Product Decsription:
"I bought a car. Turned out to be an alien robot. Who knew?" deadpans Sam Witwicky, hero and human heart of Michael Bay's rollicking robot-smackdown fest, Transformers. Witwicky (the sweetly nerdy Shia LaBeouf, channeling a young John Cusack) is the perfect counterpoint to the nearly nonstop exhilarating action. The plot is simple: an alien civil war (the Autobots vs. the evil Decepticons) has spilled onto Earth, and young Sam is caught in the fray by his newly purchased souped-up Camaro. Which has a mind--and identity, as a noble-warrior robot named Bumblebee--of its own. The effects, especially the mind-blowing transformations of the robots into their earthly forms and back again, are stellar.

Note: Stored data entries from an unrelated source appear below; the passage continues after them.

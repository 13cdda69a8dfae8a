//! The finished document tree: fonts, colors, and an ordered list of
//! top-level content (text, breaks, tables, images, hyperlinks).
//!
//! Every owned string/byte buffer here belongs to its `ContentElement` (or to
//! the `Document` itself for the font/color tables); dropping the `Document`
//! drops everything reachable from it in one pass, matching the "one arena,
//! one owner" lifecycle from the data model — implemented with ordinary
//! `String`/`Vec<u8>` ownership rather than a self-referential bump arena
//! (see DESIGN.md).

use crate::format::{CharFormat, ParaFormat};

#[derive(Debug, Clone, Copy, PartialEq, Eq)]
pub enum FontFamily {
    DontCare,
    Roman,
    Swiss,
    Modern,
    Script,
    Decorative,
}

impl Default for FontFamily {
    fn default() -> Self {
        FontFamily::DontCare
    }
}

#[derive(Debug, Clone, PartialEq, Eq)]
pub struct FontInfo {
    pub id: u16,
    pub name: String,
    pub family: FontFamily,
    pub charset: u8,
}

/// `id == 0` is always the reserved "auto" color.
#[derive(Debug, Clone, Copy, PartialEq, Eq)]
pub struct ColorInfo {
    pub id: u16,
    pub red: u8,
    pub green: u8,
    pub blue: u8,
}

#[derive(Debug, Clone, Copy, PartialEq, Eq)]
pub enum ImageFormat {
    Unknown,
    Wmf,
    Emf,
    Pict,
    Jpeg,
    Png,
}

impl Default for ImageFormat {
    fn default() -> Self {
        ImageFormat::Unknown
    }
}

#[derive(Debug, Clone)]
pub struct Image {
    pub format: ImageFormat,
    pub width: i32,
    pub height: i32,
    /// `true` when `width`/`height` came from `\picwgoalN`/`\pichgoalN`
    /// (pixels) rather than `\picwN`/`\pichN` (twips).
    pub dimensions_in_pixels: bool,
    pub data: Vec<u8>,
}

#[derive(Debug, Clone)]
pub struct Hyperlink {
    pub url: String,
    pub display_text: String,
    pub runs: Vec<TextRun>,
}

/// A run of text with its formatting.
///
/// `hyperlink_url` is set when this run also appears as the display text of
/// a `Hyperlink` element, so callers scanning the flattened run list don't
/// have to separately walk hyperlinks to notice a link is present.
#[derive(Debug, Clone, PartialEq)]
pub struct TextRun {
    pub text: String,
    pub char_format: CharFormat,
    pub para_format: ParaFormat,
    pub hyperlink_url: Option<String>,
}

#[derive(Debug, Clone)]
pub enum ContentElement {
    TextRun(TextRun),
    ParagraphBreak,
    LineBreak,
    PageBreak,
    Table(Table),
    Image(Image),
    Hyperlink(Hyperlink),
}

#[derive(Debug, Clone, Default)]
pub struct TableCell {
    pub content: Vec<ContentElement>,
    pub width_twips: i32,
    pub border_top: bool,
    pub border_bottom: bool,
    pub border_left: bool,
    pub border_right: bool,
}

#[derive(Debug, Clone, Default)]
pub struct TableRow {
    pub cells: Vec<TableCell>,
    pub height_twips: i32,
}

#[derive(Debug, Clone, Default)]
pub struct Table {
    pub rows: Vec<TableRow>,
}

impl Table {
    pub fn row_count(&self) -> usize {
        self.rows.len()
    }

    pub fn cell_count(&self, row: usize) -> usize {
        self.rows.get(row).map_or(0, |r| r.cells.len())
    }
}

#[derive(Debug, Clone)]
pub struct DocumentDefaults {
    pub default_font_id: u16,
    pub default_font_size_half_points: u16,
    pub code_page: u32,
    pub rtf_version: i32,
}

impl Default for DocumentDefaults {
    fn default() -> Self {
        DocumentDefaults {
            default_font_id: 0,
            default_font_size_half_points: 24,
            code_page: 1252,
            rtf_version: 1,
        }
    }
}

/// The root container produced by parsing.
#[derive(Debug, Clone, Default)]
pub struct Document {
    pub(crate) content: Vec<ContentElement>,
    pub(crate) fonts: Vec<FontInfo>,
    pub(crate) colors: Vec<ColorInfo>,
    pub(crate) defaults: DocumentDefaults,
}

impl Document {
    pub(crate) fn new() -> Self {
        Document::default()
    }

    pub fn content(&self) -> &[ContentElement] {
        &self.content
    }

    pub fn fonts(&self) -> &[FontInfo] {
        &self.fonts
    }

    pub fn colors(&self) -> &[ColorInfo] {
        &self.colors
    }

    pub fn defaults(&self) -> &DocumentDefaults {
        &self.defaults
    }

    /// `font(id)` returns `Some` iff `id` appeared in the font table group;
    /// lookups that miss (e.g. a `CharFormat.font_id` with no matching
    /// entry) are left to the caller to treat as "default".
    pub fn font(&self, id: u16) -> Option<&FontInfo> {
        self.fonts.iter().find(|f| f.id == id)
    }

    /// `color(0)` is always the auto color even if `\colortbl` never defined
    /// RGB bytes for it explicitly.
    pub fn color(&self, id: u16) -> Option<&ColorInfo> {
        self.colors.iter().find(|c| c.id == id)
    }

    pub fn table_count(&self) -> usize {
        self.content.iter().filter(|e| matches!(e, ContentElement::Table(_))).count()
    }

    pub fn table(&self, index: usize) -> Option<&Table> {
        self.content
            .iter()
            .filter_map(|e| match e {
                ContentElement::Table(t) => Some(t),
                _ => None,
            })
            .nth(index)
    }

    pub fn image_count(&self) -> usize {
        self.content.iter().filter(|e| matches!(e, ContentElement::Image(_))).count()
    }

    pub fn image(&self, index: usize) -> Option<&Image> {
        self.content
            .iter()
            .filter_map(|e| match e {
                ContentElement::Image(i) => Some(i),
                _ => None,
            })
            .nth(index)
    }

    /// Flattened (text, `CharFormat`, `ParaFormat`) view over tables and
    /// hyperlinks, in document order.
    pub fn text_runs(&self) -> Vec<&TextRun> {
        let mut out = Vec::new();
        collect_text_runs(&self.content, &mut out);
        out
    }

    /// Concatenation of all text runs in document order.
    ///
    /// `\n\n` separates paragraph breaks, `\n` separates line breaks and
    /// (per this crate's resolution of the spec's Open Question) page
    /// breaks, `\t` separates table cells, `\n` follows each table row, and
    /// hyperlink display text is inlined at its position in the flow.
    pub fn plain_text(&self) -> String {
        let mut out = String::new();
        render_elements(&self.content, &mut out);
        out
    }
}

fn collect_text_runs<'a>(elements: &'a [ContentElement], out: &mut Vec<&'a TextRun>) {
    for element in elements {
        match element {
            ContentElement::TextRun(run) => out.push(run),
            ContentElement::Table(table) => {
                for row in &table.rows {
                    for cell in &row.cells {
                        collect_text_runs(&cell.content, out);
                    }
                }
            }
            ContentElement::Hyperlink(link) => out.extend(link.runs.iter()),
            ContentElement::ParagraphBreak | ContentElement::LineBreak | ContentElement::PageBreak | ContentElement::Image(_) => {}
        }
    }
}

fn render_elements(elements: &[ContentElement], out: &mut String) {
    for element in elements {
        match element {
            ContentElement::TextRun(run) => out.push_str(&run.text),
            ContentElement::ParagraphBreak => out.push_str("\n\n"),
            ContentElement::LineBreak => out.push('\n'),
            ContentElement::PageBreak => out.push_str("\n\n"),
            ContentElement::Image(_) => {}
            ContentElement::Hyperlink(link) => out.push_str(&link.display_text),
            ContentElement::Table(table) => {
                for row in &table.rows {
                    for (i, cell) in row.cells.iter().enumerate() {
                        if i > 0 {
                            out.push('\t');
                        }
                        render_elements(&cell.content, out);
                    }
                    out.push('\n');
                }
            }
        }
    }
}

#[cfg(test)]
mod tests {
    use super::*;

    fn run(text: &str) -> TextRun {
        TextRun {
            text: text.to_string(),
            char_format: CharFormat::default(),
            para_format: ParaFormat::default(),
            hyperlink_url: None,
        }
    }

    #[test]
    fn plain_text_joins_paragraphs() {
        let doc = Document {
            content: vec![
                ContentElement::TextRun(run("First")),
                ContentElement::ParagraphBreak,
                ContentElement::TextRun(run("Second")),
            ],
            ..Document::default()
        };
        assert_eq!(doc.plain_text(), "First\n\nSecond");
    }

    #[test]
    fn plain_text_renders_table_rows() {
        let cell = |t: &str| TableCell { content: vec![ContentElement::TextRun(run(t))], ..Default::default() };
        let table = Table {
            rows: vec![
                TableRow { cells: vec![cell("H1"), cell("H2"), cell("H3")], height_twips: 0 },
                TableRow { cells: vec![cell("D1"), cell("D2"), cell("D3")], height_twips: 0 },
            ],
        };
        let doc = Document { content: vec![ContentElement::Table(table)], ..Document::default() };
        assert_eq!(doc.plain_text(), "H1\tH2\tH3\nD1\tD2\tD3\n");
        assert_eq!(doc.table(0).unwrap().row_count(), 2);
        assert_eq!(doc.table(0).unwrap().cell_count(0), 3);
    }

    #[test]
    fn font_lookup_misses_return_none() {
        let doc = Document::default();
        assert!(doc.font(7).is_none());
    }

    #[test]
    fn text_runs_flatten_tables_and_hyperlinks() {
        let cell_run = run("cell text");
        let table = Table {
            rows: vec![TableRow {
                cells: vec![TableCell { content: vec![ContentElement::TextRun(cell_run.clone())], ..Default::default() }],
                height_twips: 0,
            }],
        };
        let link = Hyperlink { url: "https://example.com".into(), display_text: "link".into(), runs: vec![run("link")] };
        let doc = Document {
            content: vec![ContentElement::Table(table), ContentElement::Hyperlink(link)],
            ..Document::default()
        };
        let runs = doc.text_runs();
        assert_eq!(runs.len(), 2);
        assert_eq!(runs[0].text, "cell text");
        assert_eq!(runs[1].text, "link");
    }
}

Fans of the earlier film and TV series will be thrilled at this cutting-edge incarnation, but this version should please all fans of high-adrenaline action. Director Bay gleefully salts the movie with homages to pop-culture touchstones like Raiders of the Lost Ark, King Kong, and the early technothriller WarGames. The actors, though clearly all supporting those kickass robots, are uniformly on-target, including the dashing Josh Duhamel as a U.S. Army sergeant fighting an enemy he never anticipated; Jon Voight, as a tough yet sympathetic Secretary of Defense in over his head; and John Turturro, whose special agent manages to be confidently unctuous, even stripped to his undies. But the film belongs to Bumblebee, Optimus Prime, and the dastardly Megatron--and the wicked stunts they collide in all over the globe. Long live Transformers!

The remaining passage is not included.